■ What you will do ■
Among the lines below, list those containing the string "secrets".

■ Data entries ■
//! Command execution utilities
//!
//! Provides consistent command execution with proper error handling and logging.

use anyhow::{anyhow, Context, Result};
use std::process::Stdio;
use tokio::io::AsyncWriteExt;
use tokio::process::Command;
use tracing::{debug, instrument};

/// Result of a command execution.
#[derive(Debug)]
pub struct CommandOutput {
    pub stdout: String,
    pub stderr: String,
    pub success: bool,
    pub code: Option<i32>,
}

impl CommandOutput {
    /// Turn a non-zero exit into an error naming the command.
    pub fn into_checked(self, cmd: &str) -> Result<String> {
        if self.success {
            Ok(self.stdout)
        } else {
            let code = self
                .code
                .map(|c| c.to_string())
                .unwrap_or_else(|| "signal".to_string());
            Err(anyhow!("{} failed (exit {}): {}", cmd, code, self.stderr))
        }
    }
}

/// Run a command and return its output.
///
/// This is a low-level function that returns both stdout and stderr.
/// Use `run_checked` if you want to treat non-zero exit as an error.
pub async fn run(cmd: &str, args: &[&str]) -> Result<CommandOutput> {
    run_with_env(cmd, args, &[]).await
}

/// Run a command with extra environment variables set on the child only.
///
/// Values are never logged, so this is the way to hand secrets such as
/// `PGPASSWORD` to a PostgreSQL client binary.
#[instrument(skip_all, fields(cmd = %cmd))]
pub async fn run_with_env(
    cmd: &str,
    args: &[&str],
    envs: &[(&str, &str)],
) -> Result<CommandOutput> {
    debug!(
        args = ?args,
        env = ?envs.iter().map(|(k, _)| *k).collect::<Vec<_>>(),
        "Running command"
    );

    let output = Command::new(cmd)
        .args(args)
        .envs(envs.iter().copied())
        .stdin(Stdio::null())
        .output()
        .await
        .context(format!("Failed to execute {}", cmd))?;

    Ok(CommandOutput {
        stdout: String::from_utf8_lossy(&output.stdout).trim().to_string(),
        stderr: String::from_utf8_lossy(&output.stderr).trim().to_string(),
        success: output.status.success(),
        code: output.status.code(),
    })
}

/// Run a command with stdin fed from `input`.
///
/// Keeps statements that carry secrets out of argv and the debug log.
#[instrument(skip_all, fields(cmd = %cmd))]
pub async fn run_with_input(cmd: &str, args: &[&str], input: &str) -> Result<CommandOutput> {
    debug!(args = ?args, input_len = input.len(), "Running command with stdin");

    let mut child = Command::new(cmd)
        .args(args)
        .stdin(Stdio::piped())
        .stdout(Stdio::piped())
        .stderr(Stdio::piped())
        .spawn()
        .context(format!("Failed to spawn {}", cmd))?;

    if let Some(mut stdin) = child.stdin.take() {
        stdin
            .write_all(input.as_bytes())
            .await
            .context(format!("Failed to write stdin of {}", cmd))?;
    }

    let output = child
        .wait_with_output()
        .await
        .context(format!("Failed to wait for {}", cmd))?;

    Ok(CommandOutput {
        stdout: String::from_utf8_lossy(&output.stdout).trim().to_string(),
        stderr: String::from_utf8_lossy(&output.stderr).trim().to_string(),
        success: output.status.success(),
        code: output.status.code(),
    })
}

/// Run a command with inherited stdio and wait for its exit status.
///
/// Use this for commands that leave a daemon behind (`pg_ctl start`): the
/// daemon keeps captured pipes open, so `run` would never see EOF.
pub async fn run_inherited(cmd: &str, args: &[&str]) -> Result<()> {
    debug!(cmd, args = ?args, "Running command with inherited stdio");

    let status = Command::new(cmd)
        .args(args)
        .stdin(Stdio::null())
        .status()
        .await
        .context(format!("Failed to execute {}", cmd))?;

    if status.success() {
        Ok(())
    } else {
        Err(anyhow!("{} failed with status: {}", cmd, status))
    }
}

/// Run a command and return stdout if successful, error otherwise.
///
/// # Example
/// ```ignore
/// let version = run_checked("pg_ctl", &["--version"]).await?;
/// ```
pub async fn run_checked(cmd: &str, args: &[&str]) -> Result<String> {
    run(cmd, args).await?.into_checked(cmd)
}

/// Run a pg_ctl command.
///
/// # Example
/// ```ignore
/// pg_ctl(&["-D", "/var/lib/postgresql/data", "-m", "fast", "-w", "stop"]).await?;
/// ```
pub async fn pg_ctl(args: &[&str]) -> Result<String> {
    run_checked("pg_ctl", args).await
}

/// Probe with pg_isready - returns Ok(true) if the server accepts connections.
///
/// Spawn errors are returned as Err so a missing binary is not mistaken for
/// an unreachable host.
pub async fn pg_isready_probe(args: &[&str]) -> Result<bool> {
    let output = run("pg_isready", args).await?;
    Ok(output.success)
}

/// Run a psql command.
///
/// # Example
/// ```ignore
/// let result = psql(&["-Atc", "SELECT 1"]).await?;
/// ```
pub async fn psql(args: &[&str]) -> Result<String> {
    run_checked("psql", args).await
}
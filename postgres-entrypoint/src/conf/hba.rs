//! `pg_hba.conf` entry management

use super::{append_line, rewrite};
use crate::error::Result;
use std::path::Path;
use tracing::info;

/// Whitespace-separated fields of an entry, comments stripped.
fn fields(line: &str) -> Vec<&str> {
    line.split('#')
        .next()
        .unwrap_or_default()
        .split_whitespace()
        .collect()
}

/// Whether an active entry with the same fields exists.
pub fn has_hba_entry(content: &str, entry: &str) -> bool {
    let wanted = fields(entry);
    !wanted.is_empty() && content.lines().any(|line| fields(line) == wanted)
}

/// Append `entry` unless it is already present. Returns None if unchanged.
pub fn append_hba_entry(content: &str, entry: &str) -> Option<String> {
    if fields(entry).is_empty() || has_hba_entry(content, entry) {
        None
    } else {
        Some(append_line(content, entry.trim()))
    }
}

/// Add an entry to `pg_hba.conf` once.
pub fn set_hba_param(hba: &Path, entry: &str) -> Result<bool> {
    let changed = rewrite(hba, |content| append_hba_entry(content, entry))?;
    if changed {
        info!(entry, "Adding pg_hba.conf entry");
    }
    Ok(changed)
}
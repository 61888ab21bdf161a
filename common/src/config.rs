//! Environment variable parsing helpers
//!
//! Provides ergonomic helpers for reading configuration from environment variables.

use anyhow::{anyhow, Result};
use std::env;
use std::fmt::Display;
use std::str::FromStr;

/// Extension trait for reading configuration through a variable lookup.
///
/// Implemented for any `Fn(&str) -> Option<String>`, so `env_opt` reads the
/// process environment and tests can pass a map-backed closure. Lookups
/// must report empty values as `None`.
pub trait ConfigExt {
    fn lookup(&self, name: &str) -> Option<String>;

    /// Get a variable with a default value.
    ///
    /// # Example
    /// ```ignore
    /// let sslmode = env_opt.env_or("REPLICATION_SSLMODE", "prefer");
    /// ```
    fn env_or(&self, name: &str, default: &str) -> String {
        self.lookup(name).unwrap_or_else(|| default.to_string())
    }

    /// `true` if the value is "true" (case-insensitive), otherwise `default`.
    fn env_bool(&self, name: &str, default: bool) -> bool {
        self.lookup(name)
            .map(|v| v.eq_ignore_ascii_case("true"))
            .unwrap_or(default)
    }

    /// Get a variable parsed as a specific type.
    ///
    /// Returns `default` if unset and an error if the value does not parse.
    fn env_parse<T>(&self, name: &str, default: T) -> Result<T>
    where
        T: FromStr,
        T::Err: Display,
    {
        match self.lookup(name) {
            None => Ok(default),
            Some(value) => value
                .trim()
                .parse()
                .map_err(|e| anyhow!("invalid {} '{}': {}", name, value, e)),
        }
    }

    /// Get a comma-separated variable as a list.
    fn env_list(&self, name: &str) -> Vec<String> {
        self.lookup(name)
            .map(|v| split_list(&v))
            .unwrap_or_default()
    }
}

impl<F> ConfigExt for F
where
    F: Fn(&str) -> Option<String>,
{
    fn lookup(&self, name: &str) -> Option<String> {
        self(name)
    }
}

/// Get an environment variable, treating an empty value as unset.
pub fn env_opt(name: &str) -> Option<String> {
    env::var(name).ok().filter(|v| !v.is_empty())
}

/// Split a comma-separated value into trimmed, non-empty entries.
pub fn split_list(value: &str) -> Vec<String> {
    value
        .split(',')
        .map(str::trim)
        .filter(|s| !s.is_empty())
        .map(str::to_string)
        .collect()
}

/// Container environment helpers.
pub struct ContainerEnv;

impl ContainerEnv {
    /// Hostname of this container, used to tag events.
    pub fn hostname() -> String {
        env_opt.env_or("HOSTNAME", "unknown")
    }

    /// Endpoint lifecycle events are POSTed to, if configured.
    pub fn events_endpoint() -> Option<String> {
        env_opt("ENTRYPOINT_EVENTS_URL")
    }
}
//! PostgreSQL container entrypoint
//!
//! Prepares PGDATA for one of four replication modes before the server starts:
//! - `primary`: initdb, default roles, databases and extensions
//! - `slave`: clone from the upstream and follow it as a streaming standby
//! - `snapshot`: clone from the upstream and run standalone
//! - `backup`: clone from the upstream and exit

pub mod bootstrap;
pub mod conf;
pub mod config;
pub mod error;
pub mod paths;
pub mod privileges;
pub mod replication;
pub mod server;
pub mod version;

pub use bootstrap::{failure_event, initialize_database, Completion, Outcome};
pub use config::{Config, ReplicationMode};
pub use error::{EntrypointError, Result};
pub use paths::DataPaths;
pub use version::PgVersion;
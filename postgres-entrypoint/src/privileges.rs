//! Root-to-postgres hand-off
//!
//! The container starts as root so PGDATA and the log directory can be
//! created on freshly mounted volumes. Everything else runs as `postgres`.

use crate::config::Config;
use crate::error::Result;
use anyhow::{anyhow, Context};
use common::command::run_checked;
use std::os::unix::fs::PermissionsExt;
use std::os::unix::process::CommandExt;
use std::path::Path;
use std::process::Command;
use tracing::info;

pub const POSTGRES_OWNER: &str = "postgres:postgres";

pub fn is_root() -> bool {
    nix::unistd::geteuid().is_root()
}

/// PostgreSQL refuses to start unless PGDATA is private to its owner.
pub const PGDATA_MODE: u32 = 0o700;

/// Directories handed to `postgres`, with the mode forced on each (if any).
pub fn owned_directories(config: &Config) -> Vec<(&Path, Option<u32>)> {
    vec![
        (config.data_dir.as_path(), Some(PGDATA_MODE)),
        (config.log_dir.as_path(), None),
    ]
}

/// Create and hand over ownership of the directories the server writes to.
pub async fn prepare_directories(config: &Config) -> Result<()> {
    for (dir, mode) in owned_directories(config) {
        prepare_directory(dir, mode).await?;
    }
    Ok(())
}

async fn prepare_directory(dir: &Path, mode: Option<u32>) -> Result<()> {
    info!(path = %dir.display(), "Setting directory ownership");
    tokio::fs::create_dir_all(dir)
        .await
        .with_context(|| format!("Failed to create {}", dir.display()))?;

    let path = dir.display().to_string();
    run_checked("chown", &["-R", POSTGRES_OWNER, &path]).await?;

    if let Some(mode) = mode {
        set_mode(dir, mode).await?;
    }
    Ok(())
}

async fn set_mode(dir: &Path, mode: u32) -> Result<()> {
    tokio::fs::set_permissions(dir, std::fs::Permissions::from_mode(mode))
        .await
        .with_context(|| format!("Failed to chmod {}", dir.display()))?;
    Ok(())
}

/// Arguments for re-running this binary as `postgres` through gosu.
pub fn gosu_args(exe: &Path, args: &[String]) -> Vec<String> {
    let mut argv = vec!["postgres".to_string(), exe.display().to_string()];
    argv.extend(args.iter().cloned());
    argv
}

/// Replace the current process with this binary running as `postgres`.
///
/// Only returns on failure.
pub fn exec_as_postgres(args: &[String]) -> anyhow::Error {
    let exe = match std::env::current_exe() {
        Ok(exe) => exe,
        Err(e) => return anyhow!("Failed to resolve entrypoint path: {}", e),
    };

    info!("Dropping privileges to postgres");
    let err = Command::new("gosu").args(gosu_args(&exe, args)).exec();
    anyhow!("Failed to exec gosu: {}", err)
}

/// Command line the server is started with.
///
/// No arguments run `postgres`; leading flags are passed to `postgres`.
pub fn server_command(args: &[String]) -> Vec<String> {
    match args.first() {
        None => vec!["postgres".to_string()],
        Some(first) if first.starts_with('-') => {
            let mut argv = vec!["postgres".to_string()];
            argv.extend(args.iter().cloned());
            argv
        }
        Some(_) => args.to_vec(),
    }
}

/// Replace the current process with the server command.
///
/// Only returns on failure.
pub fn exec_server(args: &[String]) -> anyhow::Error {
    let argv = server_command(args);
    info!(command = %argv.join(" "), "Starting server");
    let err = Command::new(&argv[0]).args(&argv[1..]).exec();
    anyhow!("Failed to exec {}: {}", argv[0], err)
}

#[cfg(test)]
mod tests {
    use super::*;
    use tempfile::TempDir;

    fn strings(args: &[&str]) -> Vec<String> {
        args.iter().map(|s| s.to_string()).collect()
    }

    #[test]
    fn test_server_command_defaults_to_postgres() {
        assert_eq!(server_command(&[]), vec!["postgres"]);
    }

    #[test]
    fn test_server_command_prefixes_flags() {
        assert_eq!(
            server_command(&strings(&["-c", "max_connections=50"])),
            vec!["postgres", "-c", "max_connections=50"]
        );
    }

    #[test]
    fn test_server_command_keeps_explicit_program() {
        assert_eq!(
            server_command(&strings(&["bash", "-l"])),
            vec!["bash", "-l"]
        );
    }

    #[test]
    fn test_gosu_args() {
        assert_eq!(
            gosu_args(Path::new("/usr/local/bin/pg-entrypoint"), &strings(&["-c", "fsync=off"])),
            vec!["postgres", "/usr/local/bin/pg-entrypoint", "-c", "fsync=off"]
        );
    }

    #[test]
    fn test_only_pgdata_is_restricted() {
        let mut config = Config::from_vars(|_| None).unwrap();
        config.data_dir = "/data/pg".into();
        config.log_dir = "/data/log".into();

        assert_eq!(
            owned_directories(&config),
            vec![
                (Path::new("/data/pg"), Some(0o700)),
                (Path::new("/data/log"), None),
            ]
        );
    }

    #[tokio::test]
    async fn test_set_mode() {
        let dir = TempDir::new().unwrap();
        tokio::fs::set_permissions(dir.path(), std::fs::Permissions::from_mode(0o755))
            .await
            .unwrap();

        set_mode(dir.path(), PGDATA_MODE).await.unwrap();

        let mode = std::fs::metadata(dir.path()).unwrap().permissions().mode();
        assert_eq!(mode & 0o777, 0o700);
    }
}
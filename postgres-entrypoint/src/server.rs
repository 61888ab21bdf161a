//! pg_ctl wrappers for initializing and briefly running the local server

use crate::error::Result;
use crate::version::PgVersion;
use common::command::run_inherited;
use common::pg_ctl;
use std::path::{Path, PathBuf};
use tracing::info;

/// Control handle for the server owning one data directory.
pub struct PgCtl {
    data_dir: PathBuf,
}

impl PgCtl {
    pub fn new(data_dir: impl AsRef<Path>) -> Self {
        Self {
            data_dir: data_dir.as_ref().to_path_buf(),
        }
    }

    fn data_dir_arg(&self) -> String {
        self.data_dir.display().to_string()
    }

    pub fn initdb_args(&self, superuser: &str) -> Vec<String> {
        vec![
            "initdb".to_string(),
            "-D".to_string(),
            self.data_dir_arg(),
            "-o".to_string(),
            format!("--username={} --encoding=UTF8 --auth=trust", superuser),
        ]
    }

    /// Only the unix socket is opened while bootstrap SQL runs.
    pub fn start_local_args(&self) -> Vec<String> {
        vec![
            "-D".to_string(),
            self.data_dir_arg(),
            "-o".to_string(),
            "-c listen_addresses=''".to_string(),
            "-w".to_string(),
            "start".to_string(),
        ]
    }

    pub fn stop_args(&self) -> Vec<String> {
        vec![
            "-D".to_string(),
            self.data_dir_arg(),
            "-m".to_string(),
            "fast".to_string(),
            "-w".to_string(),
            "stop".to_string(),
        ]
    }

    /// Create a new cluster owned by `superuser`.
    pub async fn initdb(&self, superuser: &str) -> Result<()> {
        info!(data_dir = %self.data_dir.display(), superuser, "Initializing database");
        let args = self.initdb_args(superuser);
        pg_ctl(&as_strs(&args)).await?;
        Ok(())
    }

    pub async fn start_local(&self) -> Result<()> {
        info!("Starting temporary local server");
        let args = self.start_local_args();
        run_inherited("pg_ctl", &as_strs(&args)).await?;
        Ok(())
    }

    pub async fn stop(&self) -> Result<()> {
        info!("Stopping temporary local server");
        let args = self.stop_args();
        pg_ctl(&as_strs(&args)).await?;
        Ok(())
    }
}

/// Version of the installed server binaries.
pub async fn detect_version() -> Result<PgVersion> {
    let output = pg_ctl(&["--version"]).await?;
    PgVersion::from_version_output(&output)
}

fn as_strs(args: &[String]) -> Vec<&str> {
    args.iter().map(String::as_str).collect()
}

■ Answer to the exercise ■
/// Values are never logged, so this is the way to hand secrets such as
/// Keeps statements that carry secrets out of argv and the debug log.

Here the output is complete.